Examine the entries and show every line in which the word "height" is found.

[Excerpts from a dataset]
==============================

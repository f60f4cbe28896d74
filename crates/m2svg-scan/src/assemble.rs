use crate::diagnostic::Diagnostic;
use crate::scanner::{Event, MathSpan, RecoveryPolicy, Scanner};
use std::convert::Infallible;

/// The result of rendering one math span.
#[derive(Debug, Clone, PartialEq, Eq)]
pub enum RenderOutcome {
    /// Markup that replaces the span.
    Rendered(String),
    /// The renderer rejected the span; `markup` is spliced in as a fallback.
    Failed { markup: String, message: String },
}

impl RenderOutcome {
    pub fn markup(&self) -> &str {
        match self {
            RenderOutcome::Rendered(markup) => markup,
            RenderOutcome::Failed { markup, .. } => markup,
        }
    }
}

/// Receives the math spans and diagnostics of a scan as they occur.
pub trait SpanHandler {
    /// Errors that abort the whole scan.
    type Error;

    /// Produces the markup for a matched span.
    fn render(&mut self, span: &MathSpan<'_>) -> Result<RenderOutcome, Self::Error>;

    /// Called once for every diagnostic, in document order.
    fn diagnostic(&mut self, _diagnostic: &Diagnostic) {}
}

struct FnHandler<F>(F);

impl<F> SpanHandler for FnHandler<F>
where
    F: FnMut(&MathSpan<'_>) -> RenderOutcome,
{
    type Error = Infallible;

    fn render(&mut self, span: &MathSpan<'_>) -> Result<RenderOutcome, Infallible> {
        Ok((self.0)(span))
    }
}

#[derive(Debug, Clone, Copy, Default, PartialEq, Eq)]
pub struct ScanOptions {
    pub policy: RecoveryPolicy,
    /// Also write each diagnostic into the output as a visible marker.
    pub inline_faults: bool,
}

#[derive(Debug, Clone, Default, PartialEq, Eq)]
pub struct ScanOutput {
    pub output: String,
    pub diagnostics: Vec<Diagnostic>,
    /// Number of matched math spans, including ones that failed to render.
    pub spans: usize,
}

/// The marker written into the output for a diagnostic when inline faults are enabled.
pub fn fault_marker(diagnostic: &Diagnostic) -> String {
    format!(" ******* {} ******* ", diagnostic)
}

/// Scans `document` with the default options, replacing every math span with
/// the markup returned by `render_span`.
///
/// # Examples
///
/// ```
/// use m2svg_scan::{scan, RenderOutcome};
///
/// let result = scan("a \\(x+1\\) b", |span| {
///     RenderOutcome::Rendered(format!("<m>{}</m>", span.content))
/// });
/// assert_eq!(result.output, "a <m>x+1</m> b");
/// assert!(result.diagnostics.is_empty());
/// ```
pub fn scan<F>(document: &str, render_span: F) -> ScanOutput
where
    F: FnMut(&MathSpan<'_>) -> RenderOutcome,
{
    scan_with(document, ScanOptions::default(), render_span)
}

pub fn scan_with<F>(document: &str, options: ScanOptions, render_span: F) -> ScanOutput
where
    F: FnMut(&MathSpan<'_>) -> RenderOutcome,
{
    match run(document, options, &mut FnHandler(render_span)) {
        Ok(output) => output,
        Err(never) => match never {},
    }
}

/// Drives a [`Scanner`] over `document`, assembling the output text.
///
/// Each span is rendered before the scanner moves past it. A render failure
/// adds a diagnostic and uses the fallback markup; only an `Err` from the
/// handler stops the scan.
pub fn run<H: SpanHandler>(
    document: &str,
    options: ScanOptions,
    handler: &mut H,
) -> Result<ScanOutput, H::Error> {
    let mut result = ScanOutput {
        output: String::with_capacity(document.len()),
        ..ScanOutput::default()
    };

    for event in Scanner::new(document).with_policy(options.policy) {
        match event {
            Event::Literal(text) => result.output.push_str(text),
            Event::Math(span) => {
                result.spans += 1;
                match handler.render(&span)? {
                    RenderOutcome::Rendered(markup) => result.output.push_str(&markup),
                    RenderOutcome::Failed { markup, message } => {
                        let diagnostic = Diagnostic::render(message, span.content, span.line);
                        report(&mut result, handler, options, diagnostic);
                        result.output.push_str(&markup);
                    }
                }
            }
            Event::Fault(diagnostic) => report(&mut result, handler, options, diagnostic),
        }
    }

    Ok(result)
}

fn report<H: SpanHandler>(
    result: &mut ScanOutput,
    handler: &mut H,
    options: ScanOptions,
    diagnostic: Diagnostic,
) {
    handler.diagnostic(&diagnostic);
    if options.inline_faults {
        result.output.push_str(&fault_marker(&diagnostic));
    }
    result.diagnostics.push(diagnostic);
}
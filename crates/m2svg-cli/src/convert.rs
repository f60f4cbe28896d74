use crate::config::ConvertConfig;
use anyhow::Context;
use m2svg_render::markup::{image_tag, inline_markup, nowrap};
use m2svg_render::{svg, ArtifactId, ArtifactStore, OutputMode, RenderCache, Renderer, Rendering};
use m2svg_scan::{run, Diagnostic, MathSpan, RenderOutcome, ScanOptions, ScanOutput, SpanHandler};
use std::collections::HashMap;
use std::io::Write;
use std::path::PathBuf;

/// Renders the math spans of a document through the cache.
///
/// Each distinct equation is sent to the renderer once per run. A failed
/// render is remembered too, so every occurrence of the same bad TeX gets its
/// own diagnostic without running the renderer again.
pub struct Converter<'r> {
    renderer: &'r dyn Renderer,
    mode: OutputMode,
    options: ScanOptions,
    nowrap: bool,
    cache: RenderCache,
    store: ArtifactStore,
    renderings: HashMap<ArtifactId, Result<Rendering, String>>,
    progress: bool,
}

impl<'r> Converter<'r> {
    /// `root` is the directory of the output document; artifacts go below it.
    pub fn new(
        renderer: &'r dyn Renderer,
        config: &ConvertConfig,
        root: impl Into<PathBuf>,
    ) -> Self {
        let extension = renderer.format().extension();
        Self {
            renderer,
            mode: config.mode,
            options: config.scan_options(),
            nowrap: config.nowrap_enabled(),
            cache: RenderCache::new(config.naming, &config.images_dir, extension),
            store: ArtifactStore::new(root),
            renderings: HashMap::new(),
            progress: false,
        }
    }

    /// Prints a `.` for every rendered span.
    pub fn with_progress(mut self, progress: bool) -> Self {
        self.progress = progress;
        self
    }

    pub fn convert(&mut self, document: &str) -> anyhow::Result<ScanOutput> {
        let options = self.options;
        let mut result = run(document, options, self)?;
        if self.nowrap {
            result.output = nowrap(&result.output);
        }
        let structural = result
            .diagnostics
            .iter()
            .filter(|d| d.is_structural())
            .count();
        log::info!(
            "{} spans, {} distinct equations, {} artifacts written, {} delimiter faults, {} render faults",
            result.spans,
            self.cache.len(),
            self.store.len(),
            structural,
            result.diagnostics.len() - structural
        );
        Ok(result)
    }

    /// Number of distinct equations seen so far.
    pub fn equations(&self) -> usize {
        self.cache.len()
    }

    pub fn artifacts(&self) -> usize {
        self.store.len()
    }

    fn rendering(
        &mut self,
        id: &ArtifactId,
        span: &MathSpan<'_>,
    ) -> anyhow::Result<Result<Rendering, String>> {
        if let Some(known) = self.renderings.get(id) {
            log::debug!("Reusing artifact {}", id);
            return Ok(known.clone());
        }
        let rendered = match self.renderer.render(span.content, span.role) {
            Ok(rendering) => Ok(rendering),
            Err(err) if err.is_fatal() => return Err(err.into()),
            Err(err) => Err(err.to_string()),
        };
        self.renderings.insert(id.clone(), rendered.clone());
        Ok(rendered)
    }

    fn tick(&self) {
        if self.progress {
            let mut stdout = std::io::stdout();
            let _ = write!(stdout, ".");
            let _ = stdout.flush();
        }
    }
}

impl SpanHandler for Converter<'_> {
    type Error = anyhow::Error;

    fn render(&mut self, span: &MathSpan<'_>) -> anyhow::Result<RenderOutcome> {
        let entry = self.cache.lookup_or_assign(span.content).into_entry();
        let rendering = match self.rendering(&entry.id, span)? {
            Ok(rendering) => rendering,
            Err(message) => {
                return Ok(RenderOutcome::Failed {
                    markup: span.source(),
                    message,
                });
            }
        };

        let markup = match self.mode {
            OutputMode::Image => {
                let file = svg::normalize(&rendering.markup);
                self.store.write(&entry, file.as_bytes()).with_context(|| {
                    format!("failed to write {}", self.store.resolve(&entry).display())
                })?;
                image_tag(&entry, &rendering.metrics, span.content, span.role)
            }
            OutputMode::Svg | OutputMode::MathMl => {
                inline_markup(&rendering.markup, span.content, span.role)
            }
        };
        self.tick();
        Ok(RenderOutcome::Rendered(markup))
    }

    fn diagnostic(&mut self, diagnostic: &Diagnostic) {
        log::warn!("{}", diagnostic);
        eprintln!("{}", diagnostic);
    }
}

#[cfg(test)]
mod tests {
    use super::*;
    use m2svg_render::{Metrics, NamingPolicy, OutputFormat, RenderError};
    use m2svg_scan::{DiagnosticKind, RecoveryPolicy, Role};
    use std::cell::RefCell;
    use std::fs;

    /// Wraps the TeX in an SVG and records every call.
    #[derive(Default)]
    struct MockRenderer {
        format: OutputFormat,
        unusable: bool,
        calls: RefCell<Vec<(String, Role)>>,
    }

    impl Renderer for MockRenderer {
        fn name(&self) -> &str {
            "mock"
        }

        fn format(&self) -> OutputFormat {
            self.format
        }

        fn render(&self, tex: &str, role: Role) -> Result<Rendering, RenderError> {
            self.calls.borrow_mut().push((tex.to_string(), role));
            if self.unusable {
                return Err(RenderError::NotFound("mock".into()));
            }
            if tex.contains("\\bad") {
                return Err(RenderError::Tex("Undefined control sequence \\bad".into()));
            }
            Ok(Rendering {
                markup: format!(
                    r#"<svg style="vertical-align: -0.5ex;" width="1ex" height="2ex" role="img" viewBox="0 -500 100 200"><text>{}</text></svg>"#,
                    tex
                ),
                metrics: Metrics {
                    vertical_align: "-0.5ex".into(),
                    width: "1ex".into(),
                    height: "2ex".into(),
                },
            })
        }
    }

    #[test]
    fn test_duplicate_equations_render_once() {
        let temp_dir = tempfile::tempdir().unwrap();
        let renderer = MockRenderer::default();
        let mut converter = Converter::new(&renderer, &ConvertConfig::default(), temp_dir.path());

        let result = converter.convert("\\(x\\) and \\(y\\) and \\(x\\)").unwrap();

        assert!(result.diagnostics.is_empty());
        assert_eq!(result.spans, 3);
        assert_eq!(converter.equations(), 2);
        assert_eq!(converter.artifacts(), 2);
        assert_eq!(
            *renderer.calls.borrow(),
            vec![("x".to_string(), Role::Inline), ("y".to_string(), Role::Inline)]
        );
        assert_eq!(result.output.matches(r#"src="images/1.svg""#).count(), 2);
        assert_eq!(result.output.matches(r#"src="images/2.svg""#).count(), 1);

        let svg = fs::read_to_string(temp_dir.path().join("images/1.svg")).unwrap();
        assert!(svg.starts_with(r#"<svg version="1.1""#));
        assert!(svg.contains(r#"width="100px""#));
        assert!(!svg.contains("role="));
        assert!(temp_dir.path().join("images/2.svg").exists());
        assert!(!temp_dir.path().join("images/3.svg").exists());
    }

    #[test]
    fn test_inline_and_display_share_artifact() {
        let temp_dir = tempfile::tempdir().unwrap();
        let renderer = MockRenderer::default();
        let mut converter = Converter::new(&renderer, &ConvertConfig::default(), temp_dir.path());

        let result = converter.convert("\\(x\\) \\[x\\]").unwrap();

        assert_eq!(result.spans, 2);
        assert_eq!(converter.equations(), 1);
        assert_eq!(converter.artifacts(), 1);
        assert_eq!(*renderer.calls.borrow(), vec![("x".to_string(), Role::Inline)]);
        assert_eq!(result.output.matches(r#"src="images/1.svg""#).count(), 2);
        assert!(result.output.contains(r#"data-tex="(x)""#));
        assert!(result.output.contains(r#"data-tex="[x]"></span>"#));
        assert!(!temp_dir.path().join("images/2.svg").exists());
    }

    #[test]
    fn test_display_placeholder() {
        let temp_dir = tempfile::tempdir().unwrap();
        let renderer = MockRenderer::default();
        let mut converter = Converter::new(&renderer, &ConvertConfig::default(), temp_dir.path());

        let result = converter.convert("<p>\\[a+b\\]</p>").unwrap();
        assert_eq!(
            result.output,
            r#"<p><span class="align-center"><img style="vertical-align: -0.5ex; width: 1ex; height: 2ex;" src="images/1.svg" alt=" " data-tex="[a+b]"></span></p>"#
        );
        assert_eq!(renderer.calls.borrow()[0].1, Role::Display);
    }

    #[test]
    fn test_render_failure_falls_back_to_source() {
        let temp_dir = tempfile::tempdir().unwrap();
        let renderer = MockRenderer::default();
        let mut converter = Converter::new(&renderer, &ConvertConfig::default(), temp_dir.path());

        let document = "\\(\\bad\\)\nthen \\(\\bad\\) and \\(z\\)";
        let result = converter.convert(document).unwrap();

        assert_eq!(renderer.calls.borrow().len(), 2);
        assert_eq!(result.diagnostics.len(), 2);
        assert_eq!(result.diagnostics[0].line, 1);
        assert_eq!(result.diagnostics[1].line, 2);
        assert!(matches!(
            &result.diagnostics[0].kind,
            DiagnosticKind::Render { content, .. } if content == "\\bad"
        ));
        assert!(result.output.starts_with("\\(\\bad\\)\nthen \\(\\bad\\) and <img "));
        assert_eq!(converter.artifacts(), 1);
        assert_eq!(m2svg_render::reverse(&result.output), document);
    }

    #[test]
    fn test_fatal_renderer_error_aborts() {
        let temp_dir = tempfile::tempdir().unwrap();
        let renderer = MockRenderer {
            unusable: true,
            ..Default::default()
        };
        let mut converter = Converter::new(&renderer, &ConvertConfig::default(), temp_dir.path());

        let err = converter.convert("a \\(x\\) b \\(y\\)").unwrap_err();
        assert!(err.to_string().contains("not found"));
        assert_eq!(renderer.calls.borrow().len(), 1);
    }

    #[test]
    fn test_inline_svg_mode_writes_no_files() {
        let temp_dir = tempfile::tempdir().unwrap();
        let renderer = MockRenderer::default();
        let config = ConvertConfig {
            mode: OutputMode::Svg,
            ..Default::default()
        };
        let mut converter = Converter::new(&renderer, &config, temp_dir.path());

        let result = converter.convert("see \\(x\\), ok").unwrap();
        assert!(result
            .output
            .starts_with(r#"see <span class="math-inline" data-tex="(x)"><svg "#));
        assert!(!result.output.contains("nowrap"));
        assert_eq!(converter.artifacts(), 0);
        assert!(!temp_dir.path().join("images").exists());
    }

    #[test]
    fn test_hash_naming_and_nowrap() {
        let temp_dir = tempfile::tempdir().unwrap();
        let renderer = MockRenderer::default();
        let config = ConvertConfig {
            naming: NamingPolicy::Hash,
            images_dir: PathBuf::from("eq"),
            ..Default::default()
        };
        let mut converter = Converter::new(&renderer, &config, temp_dir.path());

        let result = converter.convert("so \\(x\\).").unwrap();
        let id = m2svg_render::Fingerprint::of("x").to_hex();
        assert!(temp_dir.path().join("eq").join(format!("{}.svg", id)).exists());
        assert!(result.output.starts_with(r#"so <span class="nowrap"><img "#));
        assert!(result.output.ends_with(r#"data-tex="(x)">.</span>"#));
    }

    #[test]
    fn test_structural_faults_with_markers() {
        let temp_dir = tempfile::tempdir().unwrap();
        let renderer = MockRenderer::default();
        let config = ConvertConfig {
            recovery: RecoveryPolicy::Literal,
            inline_errors: true,
            nowrap: Some(false),
            ..Default::default()
        };
        let mut converter = Converter::new(&renderer, &config, temp_dir.path());

        let result = converter.convert("a \\) b").unwrap();
        assert_eq!(
            result.output,
            "a  ******* no start tag for \\) at line 1 ******* \\) b"
        );
        assert!(renderer.calls.borrow().is_empty());
    }
}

==============================

> Reply:
                    r#"<svg style="vertical-align: -0.5ex;" width="1ex" height="2ex" role="img" viewBox="0 -500 100 200"><text>{}</text></svg>"#,
                    height: "2ex".into(),
            r#"<p><span class="align-center"><img style="vertical-align: -0.5ex; width: 1ex; height: 2ex;" src="images/1.svg" alt=" " data-tex="[a+b]"></span></p>"#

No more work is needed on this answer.